Newspaper Photo - Frank Hussey 1928

Above photo from

a Charley Paddock Article

"Top Ten Sprinters"

 

Disappointment In Not Making the

1928 Olympic Team - STOWS AWAY

on the STEAMBOAT to AMSTERDAM

 

 Click above photograph to enlarge

Source of newspaper clip unknown

 

 

The following is a reprint from an unknown newspaper in Scotland. 

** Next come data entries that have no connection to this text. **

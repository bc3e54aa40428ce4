//! Build script - places the nRF52840 + S140 memory layout where the
//! linker can find it and adds the firmware link scripts.

use std::env;
use std::fs;
use std::path::PathBuf;

fn main() {
    let out_dir = PathBuf::from(env::var("OUT_DIR").expect("OUT_DIR not set"));

    // memory.x leaves the bottom of flash and RAM to the SoftDevice.
    fs::copy("memory.x", out_dir.join("memory.x")).expect("memory.x missing");
    println!("cargo:rustc-link-search={}", out_dir.display());

    // Only the firmware binary links against cortex-m-rt and defmt; host
    // test builds of the library must not see these scripts.
    if env::var_os("CARGO_FEATURE_EMBEDDED").is_some() {
        println!("cargo:rustc-link-arg-bins=--nmagic");
        println!("cargo:rustc-link-arg-bins=-Tlink.x");
        println!("cargo:rustc-link-arg-bins=-Tdefmt.x");
    }

    println!("cargo:rerun-if-changed=memory.x");
    println!("cargo:rerun-if-changed=build.rs");
}
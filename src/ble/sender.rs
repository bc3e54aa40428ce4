//! Report sender: drains the command queue into input report notifications.
//!
//! The sender runs only between the state machine's `StartSender` and
//! `StopSender` actions. Each wait on the queue is bounded, so a timeout
//! doubles as a liveness tick; a stop request also wakes the wait early.

use crate::ble::link::JoystickLink;
use crate::config::SENDER_WAIT_SECS;
use crate::joystick::report::EncodedReport;
use embassy_futures::select::{select, Either};
use embassy_sync::blocking_mutex::raw::RawMutex;
use embassy_time::Duration;

/// Where encoded reports go (a GATT characteristic on the target, a
/// recorder in tests).
///
/// `notify` is called while the link's lock is held and must not block.
pub trait NotificationChannel {
    type Error;

    fn notify(&mut self, report: &EncodedReport) -> Result<(), Self::Error>;
}

/// Counters for one Running period of the sender.
#[derive(Clone, Copy, Debug, Default, PartialEq, Eq)]
#[cfg_attr(feature = "defmt", derive(defmt::Format))]
pub struct SenderStats {
    /// Notifications accepted by the channel.
    pub sent: u32,
    /// Notifications the channel rejected.
    pub failed: u32,
    /// Commands taken from the queue after streaming had stopped.
    pub discarded: u32,
    /// Waits that ended without a command.
    pub ticks: u32,
}

pub struct ReportSender<'a, M: RawMutex, C: NotificationChannel> {
    link: &'a JoystickLink<M>,
    channel: C,
    wait: Duration,
}

impl<'a, M: RawMutex, C: NotificationChannel> ReportSender<'a, M, C> {
    pub fn new(link: &'a JoystickLink<M>, channel: C) -> Self {
        Self {
            link,
            channel,
            wait: Duration::from_secs(SENDER_WAIT_SECS),
        }
    }

    /// Override the bounded queue wait.
    pub fn with_wait(mut self, wait: Duration) -> Self {
        self.wait = wait;
        self
    }

    pub fn channel(&self) -> &C {
        &self.channel
    }

    /// Wait for `StartSender`, then drain until `StopSender`.
    pub async fn run_once(&mut self) -> SenderStats {
        self.link.wait_for_sender_start().await;
        self.drain().await
    }

    /// Send queued commands in FIFO order until the sender is stopped.
    ///
    /// Returns immediately if the sender is not Running.
    pub async fn drain(&mut self) -> SenderStats {
        let mut stats = SenderStats::default();
        let link = self.link;

        while link.sender_running() {
            let popped = select(link.queue().pop(self.wait), link.sender_state_changed()).await;
            match popped {
                Either::First(Some(cmd)) => {
                    let channel = &mut self.channel;
                    match link.notify_if_streaming(&cmd, |report| channel.notify(report)) {
                        Some(Ok(())) => stats.sent += 1,
                        Some(Err(_)) => stats.failed += 1,
                        None => stats.discarded += 1,
                    }
                }
                Either::First(None) => stats.ticks += 1,
                // Start/stop changed; the loop condition re-checks.
                Either::Second(()) => {}
            }
        }
        stats
    }
}
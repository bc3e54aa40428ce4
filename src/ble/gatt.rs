//! GATT server: HID service and Device Information service.
//!
//! Characteristics are registered once at startup through the
//! SoftDevice's `ServiceBuilder`; only the handles are kept.

use crate::ble::device_info::{hid_information, ControlPoint, PnpId, PROTOCOL_MODE_REPORT};
use crate::ble::sender::NotificationChannel;
use crate::config::MANUFACTURER_NAME;
use crate::error::BleError;
use crate::joystick::descriptor::ReportDescriptor;
use crate::joystick::report::EncodedReport;
use crate::joystick::JoystickCommand;
use core::cell::RefCell;
use defmt::{debug, Format};
use embassy_sync::blocking_mutex::raw::CriticalSectionRawMutex;
use embassy_sync::blocking_mutex::Mutex;
use nrf_softdevice::ble::gatt_server::builder::ServiceBuilder;
use nrf_softdevice::ble::gatt_server::characteristic::{Attribute, Metadata, Properties};
use nrf_softdevice::ble::gatt_server::{self, NotifyValueError, RegisterError, Service, WriteOp};
use nrf_softdevice::ble::{Connection, SecurityMode, Uuid};
use nrf_softdevice::Softdevice;

const HID_SERVICE: u16 = 0x1812;
const HID_INFORMATION: u16 = 0x2A4A;
const REPORT_MAP: u16 = 0x2A4B;
const HID_CONTROL_POINT: u16 = 0x2A4C;
const HID_REPORT: u16 = 0x2A4D;
const PROTOCOL_MODE: u16 = 0x2A4E;
const REPORT_REFERENCE: u16 = 0x2908;

const DEVICE_INFORMATION: u16 = 0x180A;
const MANUFACTURER_NAME_STRING: u16 = 0x2A29;
const PNP_ID: u16 = 0x2A50;

/// Writes from the central that the control task cares about.
#[derive(Clone, Copy, Debug, PartialEq, Eq, Format)]
pub enum HidEvent {
    InputReportCccdWrite { notifications: bool },
    ControlPoint(ControlPoint),
    ProtocolMode(u8),
}

#[allow(dead_code)]
#[derive(Clone, Copy, Debug, Format)]
pub struct HidService {
    hid_info: u16,
    report_map: u16,
    control_point: u16,
    protocol_mode: u16,
    pub input_report: u16,
    input_report_cccd: u16,
    input_report_reference: u16,
}

impl HidService {
    pub fn new(sd: &mut Softdevice, descriptor: &ReportDescriptor) -> Result<Self, RegisterError> {
        let mut sb = ServiceBuilder::new(sd, Uuid::new_16(HID_SERVICE))?;

        let hid_info = sb
            .add_characteristic(
                Uuid::new_16(HID_INFORMATION),
                Attribute::new(hid_information()).security(SecurityMode::JustWorks),
                Metadata::new(Properties::new().read()),
            )?
            .build();

        let report_map = sb
            .add_characteristic(
                Uuid::new_16(REPORT_MAP),
                Attribute::new(descriptor.as_bytes()).security(SecurityMode::JustWorks),
                Metadata::new(Properties::new().read()),
            )?
            .build();

        let control_point = sb
            .add_characteristic(
                Uuid::new_16(HID_CONTROL_POINT),
                Attribute::new([0u8]).security(SecurityMode::JustWorks),
                Metadata::new(Properties::new().write_without_response()),
            )?
            .build();

        let protocol_mode = sb
            .add_characteristic(
                Uuid::new_16(PROTOCOL_MODE),
                Attribute::new([PROTOCOL_MODE_REPORT]).security(SecurityMode::JustWorks),
                Metadata::new(Properties::new().read().write_without_response()),
            )?
            .build();

        // Hosts that read before the first notification see a centred stick.
        let idle = EncodedReport::encode(&JoystickCommand::centered());
        let mut input = sb.add_characteristic(
            Uuid::new_16(HID_REPORT),
            Attribute::new(*idle.as_bytes()).security(SecurityMode::JustWorks),
            Metadata::new(Properties::new().read().notify()),
        )?;
        let input_reference = input.add_descriptor(
            Uuid::new_16(REPORT_REFERENCE),
            Attribute::new(descriptor.report_reference()).security(SecurityMode::JustWorks),
        )?;
        let input = input.build();

        let _service_handle = sb.build();

        Ok(Self {
            hid_info: hid_info.value_handle,
            report_map: report_map.value_handle,
            control_point: control_point.value_handle,
            protocol_mode: protocol_mode.value_handle,
            input_report: input.value_handle,
            input_report_cccd: input.cccd_handle,
            input_report_reference: input_reference.handle(),
        })
    }
}

impl Service for HidService {
    type Event = HidEvent;

    fn on_write(&self, handle: u16, data: &[u8]) -> Option<Self::Event> {
        let first = *data.first()?;
        if handle == self.input_report_cccd {
            Some(HidEvent::InputReportCccdWrite {
                notifications: first & 0x01 != 0,
            })
        } else if handle == self.control_point {
            ControlPoint::from_byte(first).map(HidEvent::ControlPoint)
        } else if handle == self.protocol_mode {
            Some(HidEvent::ProtocolMode(first))
        } else {
            None
        }
    }
}

pub struct DeviceInformationService {}

impl DeviceInformationService {
    pub fn new(sd: &mut Softdevice) -> Result<Self, RegisterError> {
        let mut sb = ServiceBuilder::new(sd, Uuid::new_16(DEVICE_INFORMATION))?;

        sb.add_characteristic(
            Uuid::new_16(MANUFACTURER_NAME_STRING),
            Attribute::new(MANUFACTURER_NAME),
            Metadata::new(Properties::new().read()),
        )?
        .build();

        sb.add_characteristic(
            Uuid::new_16(PNP_ID),
            Attribute::new(PnpId::joystick().to_bytes()),
            Metadata::new(Properties::new().read()),
        )?
        .build();

        let _service_handle = sb.build();
        Ok(Self {})
    }
}

pub struct Server {
    _dis: DeviceInformationService,
    pub hid: HidService,
}

impl Server {
    pub fn new(sd: &mut Softdevice, descriptor: &ReportDescriptor) -> Result<Self, RegisterError> {
        let dis = DeviceInformationService::new(sd)?;
        let hid = HidService::new(sd, descriptor)?;
        debug!("HID service handles: {}", hid);
        Ok(Self { _dis: dis, hid })
    }
}

impl gatt_server::Server for Server {
    type Event = HidEvent;

    fn on_write(
        &self,
        _conn: &Connection,
        handle: u16,
        _op: WriteOp,
        _offset: usize,
        data: &[u8],
    ) -> Option<Self::Event> {
        self.hid.on_write(handle, data)
    }
}

/// The central currently linked to the device, if any.
pub struct CurrentConnection {
    inner: Mutex<CriticalSectionRawMutex, RefCell<Option<Connection>>>,
}

impl CurrentConnection {
    pub const fn new() -> Self {
        Self {
            inner: Mutex::new(RefCell::new(None)),
        }
    }

    pub fn set(&self, conn: Option<Connection>) {
        self.inner.lock(|c| *c.borrow_mut() = conn);
    }

    pub fn get(&self) -> Option<Connection> {
        self.inner.lock(|c| c.borrow().clone())
    }
}

/// Sends encoded reports as input report notifications.
pub struct GattNotifier<'a> {
    sd: &'a Softdevice,
    handle: u16,
    conn: &'a CurrentConnection,
}

impl<'a> GattNotifier<'a> {
    pub fn new(sd: &'a Softdevice, server: &Server, conn: &'a CurrentConnection) -> Self {
        Self {
            sd,
            handle: server.hid.input_report,
            conn,
        }
    }
}

impl NotificationChannel for GattNotifier<'_> {
    type Error = BleError;

    fn notify(&mut self, report: &EncodedReport) -> Result<(), BleError> {
        // Keep the readable value in step with what was last notified.
        gatt_server::set_value(self.sd, self.handle, report.as_bytes())
            .map_err(|_| BleError::NotifyFailed)?;
        let conn = self.conn.get().ok_or(BleError::Disconnected)?;
        gatt_server::notify_value(&conn, self.handle, report.as_bytes()).map_err(|e| match e {
            NotifyValueError::Disconnected => BleError::Disconnected,
            NotifyValueError::Raw(raw) => BleError::Raw(raw as u32),
        })
    }
}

The article was captioned "Rah, Rah, Ray, U.S.A." --

sub captioned: "What America Thinks of Her Team"

There was no "by line"

 

"STOWAWAY"

 

Early in the voyage of the S. S. President Roosevelt Steamship four stowaways were found on board.  Having failed to gain places in the Olympic team, they resorted to this method of reaching the scene of the Games.

 

One, Frank Hussey (Olympic Gold Medalist - 400 Meter Relay Team 1924 Paris), has been a personality in United States sprinting; another, Hugo Leistner, a San Francisco hurdler; the third was a Clyde Blanchard, a hurdler of Arizona University, and the fourth Harold Wilson, an oarsman in the 1924 team.  Their fares were paid by different friends.

 

Two student who remained on board after President Roosevelt left dock were put to work among the crew.

 

_______________________

 

"A SPRINTER STOWAWAY"

 

A rather pathetic story is wrapped around Frank Hussey, one of the stowaways. In 1924, at the age of 17, he became one of the foremost sprinters in America. He was chosen a member of the American Olympic team, and was one of the 400-meter relay team which broke the Olympic and world's record at Paris.

 

Returning from Paris, he entered Boston College, and as a freshman became the leading Collegiate runner in America.  But then he began to slip, and from being first or second in most of his races he gradually went down before mediocre sprinters until last year he did not win a single race.  He became stouter, and in spite of the hardest training seemed to lose all his speed.

 

But he refuses to give up faith in himself, and determined to come to Amsterdam in the hope that he may yet regain his old form.  So it was that he and other boys who feel the same way that he does, decided to conceal themselves on the liner until she was well away from New York.  Their plans have so far proved successful.

 

_______________________

 

An American Newspaper also ran a small article on the THREE Stowaways .. and said that...

 

All three (Frank Hussey, Hugo Leistner, and Clyde Blanchard) were confined to the brig overnight.  Hussey was the first released when friends including the runners, Joe Tierney, and Bob McAllister,  raised $130 to defray the expense of the passage.  Hussey was provided with the necessary credentials.

 

Leistner and Blanchard were still confined although it was understood William Humphrey of San Francisco offered to sponsor Leistner.